Als der biedere Samuel, der in Harvard studiert, seine Verlobte Susannah (Julia Ormond) nach Hause bringt, verliebt sich ausgerechnet Alfred sofort in sie, aber auch Tristan ist von der ebenso schönen wie leidenschaftlichen und lebensfrohen Frau fasziniert. Samuel meldet sich freiwillig für einen Einsatz in der kanadischen Armee, um im Ersten Weltkrieg für die Briten gegen das Deutsche Reich zu kämpfen, seine Brüder begleiten ihn. Alfred wird dabei mit einem verletzten Bein ins Lazarett eingeliefert, während sich Samuel 1915 freiwillig für einen Aufklärungstrupp meldet. Tristan kommt zu spät, um seinen jüngeren Bruder aus dem Stacheldraht zu befreien, in dem er sich nach einem Giftgasangriff der Deutschen verheddert hat. Nachdem die Deutschen Samuels hilflosen Körper mit Maschinengewehren durchsiebt haben, rächt sich Tristan an mehreren deutschen Soldaten, indem er sie absticht und skalpiert.

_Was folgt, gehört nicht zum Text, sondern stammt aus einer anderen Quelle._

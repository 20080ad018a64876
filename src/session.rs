//! Session controller: one generation attempt for an (owner, repo) pair.
//!
//! Drives the whole flow:
//!
//! ```text
//! idle → checking_cache → estimating_cost → streaming → complete
//!                 └── cache hit ──────────────────────→ complete
//! (any state) ──────────────────────────────────────→ error
//! ```
//!
//! Every [`start`](SessionController::start),
//! [`regenerate`](SessionController::regenerate) and
//! [`modify`](SessionController::modify) call gets a fresh generation id, a
//! fresh decoder and fresh buffers. Publishing a snapshot checks the id under
//! the snapshot lock, so once a newer call (or [`discard`](SessionController::discard))
//! has bumped the id, the older attempt can no longer publish, stops reading
//! its stream, and never writes the cache.

use std::sync::atomic::{AtomicU64, Ordering};
use std::sync::{Arc, Mutex};
use std::time::Duration;

use chrono::{DateTime, Utc};
use futures::stream::BoxStream;
use futures::StreamExt;
use serde::Serialize;
use tokio::sync::Notify;

use diagram_stream_core::accumulator::PhaseAccumulator;
use diagram_stream_core::cache::ArtifactCache;
use diagram_stream_core::decoder::MessageStream;
use diagram_stream_core::error::GenerationError;
use diagram_stream_core::models::{
    CachedArtifact, GenerationRequest, SessionPhase, StreamMessage, WireMessage,
};
use diagram_stream_core::progress::{self, ProgressModel, ProgressScales, ProgressTracker};

use crate::backend::{ByteStream, GenerationBackend};
use crate::config::{Config, TransportMode};
use crate::progress::{NoProgress, SessionReporter};

const ENDED_EARLY_MESSAGE: &str = "Generation ended unexpectedly. Please try again.";

/// Where the controller is in its own flow, as opposed to the
/// [`SessionPhase`] reported by the server.
#[derive(Debug, Clone, Copy, PartialEq, Eq, Hash, Serialize)]
#[serde(rename_all = "snake_case")]
pub enum ControllerState {
    Idle,
    CheckingCache,
    EstimatingCost,
    Streaming,
    Complete,
    Error,
}

impl ControllerState {
    pub fn as_str(&self) -> &'static str {
        match self {
            ControllerState::Idle => "idle",
            ControllerState::CheckingCache => "checking_cache",
            ControllerState::EstimatingCost => "estimating_cost",
            ControllerState::Streaming => "streaming",
            ControllerState::Complete => "complete",
            ControllerState::Error => "error",
        }
    }

    pub fn is_streaming(&self) -> bool {
        *self == ControllerState::Streaming
    }

    /// Short human description used by the stderr reporter.
    pub fn describe(&self) -> &'static str {
        match self {
            ControllerState::Idle => "Waiting",
            ControllerState::CheckingCache => "Checking cache",
            ControllerState::EstimatingCost => "Estimating cost",
            ControllerState::Streaming => "Generating",
            ControllerState::Complete => "Complete",
            ControllerState::Error => "Failed",
        }
    }
}

/// Consumer-facing view of a session at one instant.
#[derive(Debug, Clone, PartialEq, Serialize)]
pub struct SessionSnapshot {
    pub generation: u64,
    pub owner: String,
    pub repo: String,
    pub state: ControllerState,
    pub regenerating: bool,
    pub phase: SessionPhase,
    pub progress: f64,
    pub label: &'static str,
    pub explanation: String,
    pub mapping: String,
    pub diagram: String,
    pub message: Option<String>,
    pub cost: Option<String>,
    pub error: Option<String>,
    pub error_kind: Option<&'static str>,
    pub last_generated: Option<DateTime<Utc>>,
    pub from_cache: bool,
    pub loading: bool,
}

impl SessionSnapshot {
    pub fn idle(generation: u64, owner: &str, repo: &str) -> Self {
        Self {
            generation,
            owner: owner.to_string(),
            repo: repo.to_string(),
            state: ControllerState::Idle,
            regenerating: false,
            phase: SessionPhase::Idle,
            progress: 0.0,
            label: progress::label(SessionPhase::Idle),
            explanation: String::new(),
            mapping: String::new(),
            diagram: String::new(),
            message: None,
            cost: None,
            error: None,
            error_kind: None,
            last_generated: None,
            from_cache: false,
            loading: false,
        }
    }

    pub fn is_error(&self) -> bool {
        self.state == ControllerState::Error
    }
}

/// Knobs the controller needs, resolved from [`Config`].
#[derive(Debug, Clone)]
pub struct SessionSettings {
    pub mode: TransportMode,
    /// Longest allowed gap between received chunks (stream mode) or the
    /// whole response (non-stream mode).
    pub idle_timeout: Duration,
    pub scales: ProgressScales,
    pub github_token: String,
}

impl Default for SessionSettings {
    fn default() -> Self {
        Self {
            mode: TransportMode::Stream,
            idle_timeout: Duration::from_secs(120),
            scales: ProgressScales::default(),
            github_token: String::new(),
        }
    }
}

impl SessionSettings {
    pub fn from_config(config: &Config) -> Self {
        Self {
            mode: config.backend.mode,
            idle_timeout: config.backend.idle_timeout(),
            scales: config.progress.scales(),
            github_token: config.backend.github_token(),
        }
    }
}

/// How a session run ended.
#[derive(Debug, Clone, PartialEq)]
pub enum Outcome {
    /// Reached `complete` or `error`; carries the final snapshot.
    Finished(SessionSnapshot),
    /// A newer request or a discard took over; nothing was published after
    /// that point.
    Superseded,
}

impl Outcome {
    pub fn snapshot(&self) -> Option<&SessionSnapshot> {
        match self {
            Outcome::Finished(snapshot) => Some(snapshot),
            Outcome::Superseded => None,
        }
    }
}

#[derive(Debug, Clone, Copy, PartialEq, Eq)]
enum Trigger {
    Start,
    Regenerate,
    Modify,
}

pub struct SessionController {
    owner: String,
    repo: String,
    backend: Arc<dyn GenerationBackend>,
    cache: Arc<dyn ArtifactCache>,
    settings: SessionSettings,
    reporter: Arc<dyn SessionReporter>,
    active: AtomicU64,
    current: Mutex<SessionSnapshot>,
    superseded: Notify,
    persist: tokio::sync::Mutex<()>,
}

Wegen seiner Verletzung kehrt Alfred früher auf die Farm zurück, wo er Susannah seine Liebe gesteht, doch beginnt sie stattdessen eine Affäre mit Tristan, der nach dem Krieg jedoch nicht mehr derselbe ist. Er geht als Jäger auf Weltreise und schreibt der verzweifelten Susannah irgendwann, dass sie sich einen anderen Mann suchen möge.
Währenddessen ist der von Susannah zurückgewiesene und enttäuschte Alfred in die Stadt gezogen, wo er zunächst als Geschäftsmann Karriere macht und für den Kongress kandidiert. Susannah heiratet Alfred zwar, doch die Ehe bleibt kinderlos, Susannah hat nie aufgehört, Tristan zu lieben. Als dieser geläutert nach Hause zurückkehrt, betätigt er sich während der Prohibition als Alkoholschmuggler und zieht damit den Zorn der O’Banion-Brüder auf sich.
Nach seiner Heirat mit Isabel Zwei (Karina Lombard), der mittlerweile erwachsenen Tochter eines weißen Arbeiters und einer Indianerin auf der Ranch, kommt es zur Katastrophe…
Kritik:
Edward Zwick hat nach einem Roman von Jim Harrison („Wolf – Das Tier im Manne“, „Eine gefährliche Affäre“) ein opulentes Kriegs- und Liebesdrama inszeniert, das von majestätischen Landschaftsaufnahmen, James Horners epischen Score und ganz großen Gefühlen geprägt wird.
Die Idylle im ländlichen Montana, wo der regierungskritische Colonel mit seinen Bediensteten und den drei so unterschiedlichen Söhnen friedlich zusammenlebt, wird erst durch die Ankunft der schönen Susannah zerstört, die zwar mit dem in Liebesdingen unbedarften Samuel verlobt ist, insgeheim aber vor allem von Alfred geliebt wird, während sie selbst von Tristans raubeinigen Charme fasziniert ist.
Aus dieser Konstellation entwickelt Zwick ein packendes, ein halbes Jahrhundert umfassendes Drama, das geschickt auf der Klaviatur der Emotionen spielt und sich dabei bewusst manipulativ aller verfügbaren filmischen Mittel bedient. Dazu zählt neben den prachtvoll in Szene gesetzten Landschaftsbildern vor allem James Horners ergreifender, wenn auch übertrieben allgegenwärtiger und überbetont dramatischer Score, dessen emotionaler Wirkung man sich kaum entziehen kann.
Trotz der epischen Länge von „Legenden der Leidenschaft“ wirken die einzelnen Episoden in dem Leben der charakterlich so verschiedenen Protagonisten bruchstückhaft zusammengesetzt, wobei die Figuren jeweils kaum echte Tiefe erreichen. Vielmehr erscheinen Tristan, Samuel und Alfred wie Klischees unterschiedlicher Männertypen, die durch eine schöne Frau den Familienzusammenhalt zu verlieren drohen. Psychologische Feinheiten sind da nicht gefragt, dafür großes Drama mit viel Liebe, Natur, Leidenschaft, Blut, Hass und Rache. Vor allem Brad Pitt geht aus diesem Drama als großer Sieger hervor.